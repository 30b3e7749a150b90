//! Retention enforcement: categorise by age, keep the newest N per
//! period, delete the rest.

use std::collections::BTreeMap;
use std::fmt;
use std::sync::Arc;

use chrono::{DateTime, Duration, Utc};
use serde::{Deserialize, Serialize};

use idman_backup::storage::StorageEngine;
use idman_core::errors::IdmanResult;
use idman_core::models::{BackupMetadata, RetentionPolicy, StorageLimit};
use idman_core::traits::{IProgressReporter, TracingProgressReporter};

use crate::compare::{compare_metadata, BackupComparison};
use crate::usage::{self, Recommendation, StorageAlert, StorageUsage};

/// Age bucket a backup falls into.
#[derive(Debug, Clone, Copy, PartialEq, Eq, PartialOrd, Ord, Serialize, Deserialize)]
#[serde(rename_all = "snake_case")]
pub enum RetentionPeriod {
    Daily,
    Weekly,
    Monthly,
    Yearly,
}

impl RetentionPeriod {
    pub const ALL: [RetentionPeriod; 4] = [
        RetentionPeriod::Daily,
        RetentionPeriod::Weekly,
        RetentionPeriod::Monthly,
        RetentionPeriod::Yearly,
    ];

    /// Bucket for a backup of the given age: up to a day daily, up to a
    /// week weekly, up to thirty days monthly, older yearly.
    pub fn for_age(age: Duration) -> Self {
        if age <= Duration::days(1) {
            RetentionPeriod::Daily
        } else if age <= Duration::days(7) {
            RetentionPeriod::Weekly
        } else if age <= Duration::days(30) {
            RetentionPeriod::Monthly
        } else {
            RetentionPeriod::Yearly
        }
    }

    pub fn keep_count(&self, policy: &RetentionPolicy) -> usize {
        match self {
            RetentionPeriod::Daily => policy.keep_daily,
            RetentionPeriod::Weekly => policy.keep_weekly,
            RetentionPeriod::Monthly => policy.keep_monthly,
            RetentionPeriod::Yearly => policy.keep_yearly,
        }
    }
}

impl fmt::Display for RetentionPeriod {
    fn fmt(&self, f: &mut fmt::Formatter<'_>) -> fmt::Result {
        let label = match self {
            RetentionPeriod::Daily => "daily",
            RetentionPeriod::Weekly => "weekly",
            RetentionPeriod::Monthly => "monthly",
            RetentionPeriod::Yearly => "yearly",
        };
        write!(f, "{label}")
    }
}

/// Outcome of one enforcement pass.
#[derive(Debug, Clone, Default, Serialize, Deserialize)]
pub struct CleanupResult {
    pub success: bool,
    pub deleted_backups: Vec<String>,
    pub freed_bytes: u64,
    pub errors: Vec<String>,
    pub warnings: Vec<String>,
}

/// Retention over a storage engine.
pub struct RetentionManager {
    storage: Arc<StorageEngine>,
    limits: StorageLimit,
    progress: Arc<dyn IProgressReporter>,
}

impl RetentionManager {
    pub fn new(storage: Arc<StorageEngine>) -> Self {
        Self {
            storage,
            limits: StorageLimit::default(),
            progress: Arc::new(TracingProgressReporter),
        }
    }

    pub fn with_limits(mut self, limits: StorageLimit) -> Self {
        self.limits = limits;
        self
    }

    pub fn with_progress(mut self, progress: Arc<dyn IProgressReporter>) -> Self {
        self.progress = progress;
        self
    }

    /// Bucket backups by age, each bucket sorted newest first.
    pub fn categorize(
        backups: Vec<BackupMetadata>,
        now: DateTime<Utc>,
    ) -> BTreeMap<RetentionPeriod, Vec<BackupMetadata>> {
        let mut buckets: BTreeMap<RetentionPeriod, Vec<BackupMetadata>> =
            RetentionPeriod::ALL.iter().map(|p| (*p, Vec::new())).collect();
        for backup in backups {
            let age = now.signed_duration_since(backup.timestamp);
            buckets
                .entry(RetentionPeriod::for_age(age))
                .or_default()
                .push(backup);
        }
        for bucket in buckets.values_mut() {
            bucket.sort_by(|a, b| b.timestamp.cmp(&a.timestamp));
        }
        buckets
    }

    /// Backups past each period's keep count, i.e. everything but the
    /// newest `keep_<period>` per bucket.
    pub fn deletions_for(
        buckets: &BTreeMap<RetentionPeriod, Vec<BackupMetadata>>,
        policy: &RetentionPolicy,
    ) -> Vec<BackupMetadata> {
        let mut doomed = Vec::new();
        for (period, backups) in buckets {
            let keep = period.keep_count(policy);
            if backups.len() > keep {
                doomed.extend(backups[keep..].iter().cloned());
            }
        }
        doomed
    }

    /// Enforce the policy. Dry-run returns the plan without deleting;
    /// a live run deletes sequentially, aggregating errors instead of
    /// aborting on the first failure.
    pub async fn enforce(
        &self,
        policy: &RetentionPolicy,
        dry_run: bool,
    ) -> IdmanResult<CleanupResult> {
        let operation_id = format!("retention-{}", Utc::now().timestamp());
        self.progress
            .start_operation(&operation_id, 3, "enforcing retention policy")
            .await;

        let backups = self.storage.list(None).await?;
        tracing::info!(
            "retention: enforcing policy over {} backups (dry_run={dry_run})",
            backups.len()
        );
        self.progress
            .update_progress(
                &operation_id,
                1,
                Some(&format!("found {} backups", backups.len())),
            )
            .await;
        let buckets = Self::categorize(backups, Utc::now());
        let doomed = Self::deletions_for(&buckets, policy);
        self.progress
            .update_progress(
                &operation_id,
                2,
                Some(&format!("{} backups past retention", doomed.len())),
            )
            .await;

        let mut result = CleanupResult {
            success: true,
            ..Default::default()
        };
        for backup in doomed {
            if dry_run {
                tracing::info!("retention: would delete {}", backup.backup_id);
                result.deleted_backups.push(backup.backup_id);
                result.freed_bytes += backup.size_bytes;
                continue;
            }
            match self.storage.delete(&backup.backup_id).await {
                Ok(true) => {
                    result.deleted_backups.push(backup.backup_id);
                    result.freed_bytes += backup.size_bytes;
                }
                Ok(false) => result
                    .errors
                    .push(format!("failed to delete backup {}", backup.backup_id)),
                Err(error) => result
                    .errors
                    .push(format!("error deleting backup {}: {error}", backup.backup_id)),
            }
        }
        result.success = result.errors.is_empty();
        tracing::info!(
            "retention: {} deleted, {} bytes freed, {} errors",
            result.deleted_backups.len(),
            result.freed_bytes,
            result.errors.len()
        );
        self.progress
            .complete_operation(
                &operation_id,
                result.success,
                Some(&format!("{} backups deleted", result.deleted_backups.len())),
            )
            .await;
        Ok(result)
    }

    /// Current usage statistics.
    pub async fn storage_usage(&self) -> IdmanResult<StorageUsage> {
        let backups = self.storage.list(None).await?;
        Ok(usage::usage_from(&backups, Utc::now()))
    }

    /// Alerts for usage against the configured limits.
    pub async fn check_storage_limits(&self) -> IdmanResult<Vec<StorageAlert>> {
        let current = self.storage_usage().await?;
        Ok(usage::alerts_for(&current, &self.limits))
    }

    /// Policy recommendations from the current usage and alerts.
    pub async fn recommendations(
        &self,
        policy: &RetentionPolicy,
    ) -> IdmanResult<Vec<Recommendation>> {
        let current = self.storage_usage().await?;
        let alerts = usage::alerts_for(&current, &self.limits);
        Ok(usage::recommendations_for(&current, &alerts, policy))
    }

    /// Structured comparison between two stored backups.
    pub async fn compare(
        &self,
        source_backup_id: &str,
        target_backup_id: &str,
    ) -> IdmanResult<BackupComparison> {
        let source = self
            .storage
            .get_backup_metadata(source_backup_id)
            .await?
            .ok_or_else(|| idman_core::errors::StorageError::BackupNotFound {
                backup_id: source_backup_id.to_string(),
            })?;
        let target = self
            .storage
            .get_backup_metadata(target_backup_id)
            .await?
            .ok_or_else(|| idman_core::errors::StorageError::BackupNotFound {
                backup_id: target_backup_id.to_string(),
            })?;
        Ok(compare_metadata(&source, &target))
    }
}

========

Every entry should be output again exactly as written.

repository 30b3e7749a150b90
//! Retention enforcement: categorise by age, keep the newest N per
//! period, delete the rest.

use std::collections::BTreeMap;
use std::fmt;
use std::sync::Arc;

use chrono::{DateTime, Duration, Utc};
use serde::{Deserialize, Serialize};

use idman_backup::storage::StorageEngine;
use idman_core::errors::IdmanResult;
use idman_core::models::{BackupMetadata, RetentionPolicy, StorageLimit};
use idman_core::traits::{IProgressReporter, TracingProgressReporter};

use crate::compare::{compare_metadata, BackupComparison};
use crate::usage::{self, Recommendation, StorageAlert, StorageUsage};

/// Age bucket a backup falls into.
#[derive(Debug, Clone, Copy, PartialEq, Eq, PartialOrd, Ord, Serialize, Deserialize)]
#[serde(rename_all = "snake_case")]
pub enum RetentionPeriod {
    Daily,
    Weekly,
    Monthly,
    Yearly,
}

impl RetentionPeriod {
    pub const ALL: [RetentionPeriod; 4] = [
        RetentionPeriod::Daily,
        RetentionPeriod::Weekly,
        RetentionPeriod::Monthly,
        RetentionPeriod::Yearly,
    ];

    /// Bucket for a backup of the given age: up to a day daily, up to a
    /// week weekly, up to thirty days monthly, older yearly.
    pub fn for_age(age: Duration) -> Self {
        if age <= Duration::days(1) {
            RetentionPeriod::Daily
        } else if age <= Duration::days(7) {
            RetentionPeriod::Weekly
        } else if age <= Duration::days(30) {
            RetentionPeriod::Monthly
        } else {
            RetentionPeriod::Yearly
        }
    }

    pub fn keep_count(&self, policy: &RetentionPolicy) -> usize {
        match self {
            RetentionPeriod::Daily => policy.keep_daily,
            RetentionPeriod::Weekly => policy.keep_weekly,
            RetentionPeriod::Monthly => policy.keep_monthly,
            RetentionPeriod::Yearly => policy.keep_yearly,
        }
    }
}

impl fmt::Display for RetentionPeriod {
    fn fmt(&self, f: &mut fmt::Formatter<'_>) -> fmt::Result {
        let label = match self {
            RetentionPeriod::Daily => "daily",
            RetentionPeriod::Weekly => "weekly",
            RetentionPeriod::Monthly => "monthly",
            RetentionPeriod::Yearly => "yearly",
        };
        write!(f, "{label}")
    }
}

/// Outcome of one enforcement pass.
#[derive(Debug, Clone, Default, Serialize, Deserialize)]
pub struct CleanupResult {
    pub success: bool,
    pub deleted_backups: Vec<String>,
    pub freed_bytes: u64,
    pub errors: Vec<String>,
    pub warnings: Vec<String>,
}

/// Retention over a storage engine.
pub struct RetentionManager {
    storage: Arc<StorageEngine>,
    limits: StorageLimit,
    progress: Arc<dyn IProgressReporter>,
}

impl RetentionManager {
    pub fn new(storage: Arc<StorageEngine>) -> Self {
        Self {
            storage,
            limits: StorageLimit::default(),
            progress: Arc::new(TracingProgressReporter),
        }
    }

    pub fn with_limits(mut self, limits: StorageLimit) -> Self {
        self.limits = limits;
        self
    }

    pub fn with_progress(mut self, progress: Arc<dyn IProgressReporter>) -> Self {
        self.progress = progress;
        self
    }

    /// Bucket backups by age, each bucket sorted newest first.
    pub fn categorize(
        backups: Vec<BackupMetadata>,
        now: DateTime<Utc>,
    ) -> BTreeMap<RetentionPeriod, Vec<BackupMetadata>> {
        let mut buckets: BTreeMap<RetentionPeriod, Vec<BackupMetadata>> =
            RetentionPeriod::ALL.iter().map(|p| (*p, Vec::new())).collect();
        for backup in backups {
            let age = now.signed_duration_since(backup.timestamp);
            buckets
                .entry(RetentionPeriod::for_age(age))
                .or_default()
                .push(backup);
        }
        for bucket in buckets.values_mut() {
            bucket.sort_by(|a, b| b.timestamp.cmp(&a.timestamp));
        }
        buckets
    }

    /// Backups past each period's keep count, i.e. everything but the
    /// newest `keep_<period>` per bucket.
    pub fn deletions_for(
        buckets: &BTreeMap<RetentionPeriod, Vec<BackupMetadata>>,
        policy: &RetentionPolicy,
    ) -> Vec<BackupMetadata> {
        let mut doomed = Vec::new();
        for (period, backups) in buckets {
            let keep = period.keep_count(policy);
            if backups.len() > keep {
                doomed.extend(backups[keep..].iter().cloned());
            }
        }
        doomed
    }

    /// Enforce the policy. Dry-run returns the plan without deleting;
    /// a live run deletes sequentially, aggregating errors instead of
    /// aborting on the first failure.
    pub async fn enforce(
        &self,
        policy: &RetentionPolicy,
        dry_run: bool,
    ) -> IdmanResult<CleanupResult> {
        let operation_id = format!("retention-{}", Utc::now().timestamp());
        self.progress
            .start_operation(&operation_id, 3, "enforcing retention policy")
            .await;

        let backups = self.storage.list(None).await?;
        tracing::info!(
            "retention: enforcing policy over {} backups (dry_run={dry_run})",
            backups.len()
        );
        self.progress
            .update_progress(
                &operation_id,
                1,
                Some(&format!("found {} backups", backups.len())),
            )
            .await;
        let buckets = Self::categorize(backups, Utc::now());
        let doomed = Self::deletions_for(&buckets, policy);
        self.progress
            .update_progress(
                &operation_id,
                2,
                Some(&format!("{} backups past retention", doomed.len())),
            )
            .await;

        let mut result = CleanupResult {
            success: true,
            ..Default::default()
        };
        for backup in doomed {
            if dry_run {
                tracing::info!("retention: would delete {}", backup.backup_id);
                result.deleted_backups.push(backup.backup_id);
                result.freed_bytes += backup.size_bytes;
                continue;
            }
            match self.storage.delete(&backup.backup_id).await {
                Ok(true) => {
                    result.deleted_backups.push(backup.backup_id);
                    result.freed_bytes += backup.size_bytes;
                }
                Ok(false) => result
                    .errors
                    .push(format!("failed to delete backup {}", backup.backup_id)),
                Err(error) => result
                    .errors
                    .push(format!("error deleting backup {}: {error}", backup.backup_id)),
            }
        }
        result.success = result.errors.is_empty();
        tracing::info!(
            "retention: {} deleted, {} bytes freed, {} errors",
            result.deleted_backups.len(),
            result.freed_bytes,
            result.errors.len()
        );
        self.progress
            .complete_operation(
                &operation_id,
                result.success,
                Some(&format!("{} backups deleted", result.deleted_backups.len())),
            )
            .await;
        Ok(result)
    }

    /// Current usage statistics.
    pub async fn storage_usage(&self) -> IdmanResult<StorageUsage> {
        let backups = self.storage.list(None).await?;
        Ok(usage::usage_from(&backups, Utc::now()))
    }

    /// Alerts for usage against the configured limits.
    pub async fn check_storage_limits(&self) -> IdmanResult<Vec<StorageAlert>> {
        let current = self.storage_usage().await?;
        Ok(usage::alerts_for(&current, &self.limits))
    }

    /// Policy recommendations from the current usage and alerts.
    pub async fn recommendations(
        &self,
        policy: &RetentionPolicy,
    ) -> IdmanResult<Vec<Recommendation>> {
        let current = self.storage_usage().await?;
        let alerts = usage::alerts_for(&current, &self.limits);
        Ok(usage::recommendations_for(&current, &alerts, policy))
    }

    /// Structured comparison between two stored backups.
    pub async fn compare(
        &self,
        source_backup_id: &str,
        target_backup_id: &str,
    ) -> IdmanResult<BackupComparison> {
        let source = self
            .storage
            .get_backup_metadata(source_backup_id)
            .await?
            .ok_or_else(|| idman_core::errors::StorageError::BackupNotFound {
                backup_id: source_backup_id.to_string(),
            })?;
        let target = self
            .storage
            .get_backup_metadata(target_backup_id)
            .await?
            .ok_or_else(|| idman_core::errors::StorageError::BackupNotFound {
                backup_id: target_backup_id.to_string(),
            })?;
        Ok(compare_metadata(&source, &target))
    }
}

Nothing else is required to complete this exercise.